== What is needed ==
Work out how many lines in the records below include the string "impl", and reply with that number alone.

(Data records)

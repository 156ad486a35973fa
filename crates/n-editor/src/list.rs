//! List manager: the ordered outline and its structural edits.
//!
//! `ListManager` owns the item sequence. Document order is display order, and
//! the hierarchy is nothing more than each item's level read in sequence.
//! Every structural or level-changing edit ends with a full renumber, so
//! `number` is always consistent with the levels when control returns to the
//! caller.
//!
//! # Insertion position
//!
//! `current_position` is where the next [`add_item`](ListManager::add_item)
//! lands. It is *not* the editor's focused line; the session keeps the two
//! in step by setting the position before inserting.
//!
//! # Out-of-range indices
//!
//! Delete, indent, outdent, and collapse take an index and quietly do nothing
//! when it is out of range. Nothing here returns an error.

use tracing::debug;

use crate::item::{ItemId, ListItem};
use crate::numbering::{self, MAX_LEVEL};

/// The ordered outline.
#[derive(Debug, Clone, Default)]
pub struct ListManager {
    items: Vec<ListItem>,
    current_position: usize,
    next_id: u64,
}

impl ListManager {
    /// Create an empty outline with the insertion position at 0.
    #[must_use]
    pub fn new() -> Self {
        Self::default()
    }

    // -- Access -------------------------------------------------------------

    /// All items in document order.
    #[inline]
    #[must_use]
    pub fn items(&self) -> &[ListItem] {
        &self.items
    }

    #[inline]
    #[must_use]
    pub fn len(&self) -> usize {
        self.items.len()
    }

    #[inline]
    #[must_use]
    pub fn is_empty(&self) -> bool {
        self.items.is_empty()
    }

    #[inline]
    #[must_use]
    pub fn get(&self, index: usize) -> Option<&ListItem> {
        self.items.get(index)
    }

    /// Mutable access for content edits. Levels and numbers stay under the
    /// manager's control.
    #[inline]
    pub fn get_mut(&mut self, index: usize) -> Option<&mut ListItem> {
        self.items.get_mut(index)
    }

    /// The level of every item, in order.
    #[must_use]
    pub fn levels(&self) -> Vec<usize> {
        self.items.iter().map(ListItem::level).collect()
    }

    /// Where the next `add_item` inserts.
    #[inline]
    #[must_use]
    pub const fn current_position(&self) -> usize {
        self.current_position
    }

    /// Move the insertion position, clamped to `0..=len`.
    pub fn set_current_position(&mut self, position: usize) {
        self.current_position = position.min(self.items.len());
    }

    // -- Mutation -----------------------------------------------------------

    /// Insert a new item at the insertion position and advance past it.
    ///
    /// With `level == None` the item inherits the level of the item just
    /// before the insertion point, or 0 at the top of the list. An insertion
    /// position past the end appends.
    pub fn add_item(&mut self, content: impl Into<String>, level: Option<usize>) -> &ListItem {
        let level = level.unwrap_or_else(|| self.recommended_level());
        let id = self.allocate_id();
        let item = ListItem::new(id, content, level);

        let at = self.current_position.min(self.items.len());
        self.items.insert(at, item);
        self.current_position = at + 1;
        self.renumber_items();

        debug!(%id, at, level, "added item");
        &self.items[at]
    }

    /// Level a new item gets when none is given.
    fn recommended_level(&self) -> usize {
        match self.current_position {
            0 => 0,
            pos => self.items.get(pos - 1).map_or(0, ListItem::level),
        }
    }

    const fn allocate_id(&mut self) -> ItemId {
        self.next_id += 1;
        ItemId::new(self.next_id)
    }

    /// Remove the item at `index`. Out-of-range indices are ignored.
    ///
    /// The insertion position is clamped to the last remaining index (0 when
    /// the list is now empty).
    pub fn delete_item(&mut self, index: usize) -> Option<ListItem> {
        if index >= self.items.len() {
            return None;
        }
        let removed = self.items.remove(index);
        self.renumber_items();
        self.current_position = self
            .current_position
            .min(self.items.len().saturating_sub(1));

        debug!(id = %removed.id(), index, remaining = self.items.len(), "deleted item");
        Some(removed)
    }

    /// Increase the level of the item at `index`, up to [`MAX_LEVEL`].
    pub fn indent_item(&mut self, index: usize) {
        self.shift_level(index, |level| (level + 1).min(MAX_LEVEL));
    }

    /// Decrease the level of the item at `index`, down to 0.
    pub fn outdent_item(&mut self, index: usize) {
        self.shift_level(index, |level| level.saturating_sub(1));
    }

    fn shift_level(&mut self, index: usize, f: impl FnOnce(usize) -> usize) {
        let Some(item) = self.items.get_mut(index) else {
            return;
        };
        let level = f(item.level());
        item.set_level(level);
        self.renumber_items();
    }

    /// Flip the collapsed flag of the item at `index`.
    pub fn toggle_collapse(&mut self, index: usize) {
        if let Some(item) = self.items.get_mut(index) {
            item.collapsed = !item.collapsed;
        }
    }

    /// Recompute every item's section number from the level sequence.
    pub fn renumber_items(&mut self) {
        let numbers = numbering::renumber(&self.levels());
        for (item, number) in self.items.iter_mut().zip(numbers) {
            item.set_number(number);
        }
    }

    /// Drop every item and reset the insertion position. Ids keep counting
    /// up so none is ever reused within a session.
    pub fn clear(&mut self) {
        self.items.clear();
        self.current_position = 0;
    }
}

// ---------------------------------------------------------------------------
// Tests
// ---------------------------------------------------------------------------

#[cfg(test)]
mod tests {
    use super::*;
    use pretty_assertions::assert_eq;
    use proptest::prelude::*;

    fn list_with_levels(levels: &[usize]) -> ListManager {
        let mut list = ListManager::new();
        for (i, &level) in levels.iter().enumerate() {
            list.add_item(format!("item {i}"), Some(level));
        }
        list
    }

    fn numbers(list: &ListManager) -> Vec<&str> {
        list.items().iter().map(ListItem::number).collect()
    }

    fn contents(list: &ListManager) -> Vec<&str> {
        list.items().iter().map(|i| i.content.as_str()).collect()
    }

    // -- add_item -----------------------------------------------------------

    #[test]
    fn add_to_empty_list() {
        let mut list = ListManager::new();
        let item = list.add_item("first", None);
        assert_eq!(item.level(), 0);
        assert_eq!(item.number(), "1");
        assert_eq!(list.current_position(), 1);
    }

    #[test]
    fn add_inherits_previous_level() {
        let mut list = ListManager::new();
        list.add_item("a", Some(0));
        list.add_item("b", Some(2));
        let c = list.add_item("c", None);
        assert_eq!(c.level(), 2);
    }

    #[test]
    fn add_at_top_defaults_to_level_zero() {
        let mut list = list_with_levels(&[3]);
        list.set_current_position(0);
        let item = list.add_item("top", None);
        assert_eq!(item.level(), 0);
        assert_eq!(contents(&list), vec!["top", "item 0"]);
    }

    #[test]
    fn add_in_the_middle_shifts_right() {
        let mut list = list_with_levels(&[0, 0, 0]);
        list.set_current_position(1);
        list.add_item("new", None);
        assert_eq!(contents(&list), vec!["item 0", "new", "item 1", "item 2"]);
        assert_eq!(list.current_position(), 2);
        assert_eq!(numbers(&list), vec!["1", "2", "3", "4"]);
    }

    #[test]
    fn add_clamps_explicit_level() {
        let mut list = ListManager::new();
        assert_eq!(list.add_item("x", Some(42)).level(), MAX_LEVEL);
    }

    #[test]
    fn ids_are_unique_and_increasing() {
        let list = list_with_levels(&[0, 0, 0]);
        let ids: Vec<u64> = list.items().iter().map(|i| i.id().get()).collect();
        assert_eq!(ids, vec![1, 2, 3]);
    }

    #[test]
    fn ids_not_reused_after_clear() {
        let mut list = list_with_levels(&[0, 0]);
        list.clear();
        assert_eq!(list.add_item("again", None).id().get(), 3);
    }

    #[test]
    fn set_current_position_clamps_to_len() {
        let mut list = list_with_levels(&[0, 0]);
        list.set_current_position(99);
        assert_eq!(list.current_position(), 2);
    }

    // -- delete_item --------------------------------------------------------

    #[test]
    fn delete_renumbers() {
        let mut list = list_with_levels(&[0, 1, 1, 0]);
        let removed = list.delete_item(1);
        assert_eq!(removed.map(|i| i.content), Some("item 1".to_string()));
        assert_eq!(numbers(&list), vec!["1", "1.1", "2"]);
    }

    #[test]
    fn delete_out_of_range_is_noop() {
        let mut list = list_with_levels(&[0, 0]);
        assert!(list.delete_item(2).is_none());
        assert_eq!(list.len(), 2);
    }

    #[test]
    fn delete_clamps_current_position() {
        let mut list = list_with_levels(&[0, 0, 0]);
        assert_eq!(list.current_position(), 3);
        list.delete_item(0);
        assert_eq!(list.current_position(), 1);
    }

    #[test]
    fn delete_last_item_resets_position() {
        let mut list = list_with_levels(&[0]);
        list.delete_item(0);
        assert!(list.is_empty());
        assert_eq!(list.current_position(), 0);
    }

    // -- indent / outdent ---------------------------------------------------

    #[test]
    fn indent_then_outdent() {
        let mut list = list_with_levels(&[0, 0]);
        list.indent_item(1);
        assert_eq!(numbers(&list), vec!["1", "1.1"]);
        list.outdent_item(1);
        assert_eq!(numbers(&list), vec!["1", "2"]);
    }

    #[test]
    fn indent_stops_at_max_level() {
        let mut list = list_with_levels(&[0]);
        for _ in 0..20 {
            list.indent_item(0);
        }
        assert_eq!(list.items()[0].level(), MAX_LEVEL);
    }

    #[test]
    fn outdent_stops_at_zero() {
        let mut list = list_with_levels(&[1]);
        list.outdent_item(0);
        list.outdent_item(0);
        assert_eq!(list.items()[0].level(), 0);
    }

    #[test]
    fn indent_out_of_range_is_noop() {
        let mut list = list_with_levels(&[0]);
        list.indent_item(5);
        list.outdent_item(5);
        assert_eq!(list.levels(), vec![0]);
    }

    // -- toggle_collapse ----------------------------------------------------

    #[test]
    fn toggle_collapse_flips_and_survives_edits() {
        let mut list = list_with_levels(&[0, 0]);
        list.toggle_collapse(1);
        assert!(list.items()[1].collapsed);
        list.indent_item(1);
        list.set_current_position(0);
        list.add_item("above", None);
        assert!(list.items()[2].collapsed);
        list.toggle_collapse(2);
        assert!(!list.items()[2].collapsed);
    }

    #[test]
    fn toggle_collapse_out_of_range_is_noop() {
        let mut list = list_with_levels(&[0]);
        list.toggle_collapse(3);
        assert!(!list.items()[0].collapsed);
    }

    // -- Properties ---------------------------------------------------------

    proptest! {
        #[test]
        fn n_adds_leave_position_at_n(contents in prop::collection::vec(".*", 0..32)) {
            let mut list = ListManager::new();
            for text in &contents {
                list.add_item(text.clone(), None);
            }
            prop_assert_eq!(list.len(), contents.len());
            prop_assert_eq!(list.current_position(), contents.len());
            for (item, text) in list.items().iter().zip(&contents) {
                prop_assert_eq!(&item.content, text);
            }
        }

        #[test]
        fn levels_stay_in_bounds(ops in prop::collection::vec((any::<bool>(), 0usize..4), 0..200)) {
            let mut list = list_with_levels(&[0, 0, 0]);
            for (indent, index) in ops {
                if indent {
                    list.indent_item(index);
                } else {
                    list.outdent_item(index);
                }
                prop_assert!(list.levels().iter().all(|&l| l <= MAX_LEVEL));
                prop_assert!(list.current_position() <= list.len());
            }
        }
    }
}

== Reply to the exercise ==
3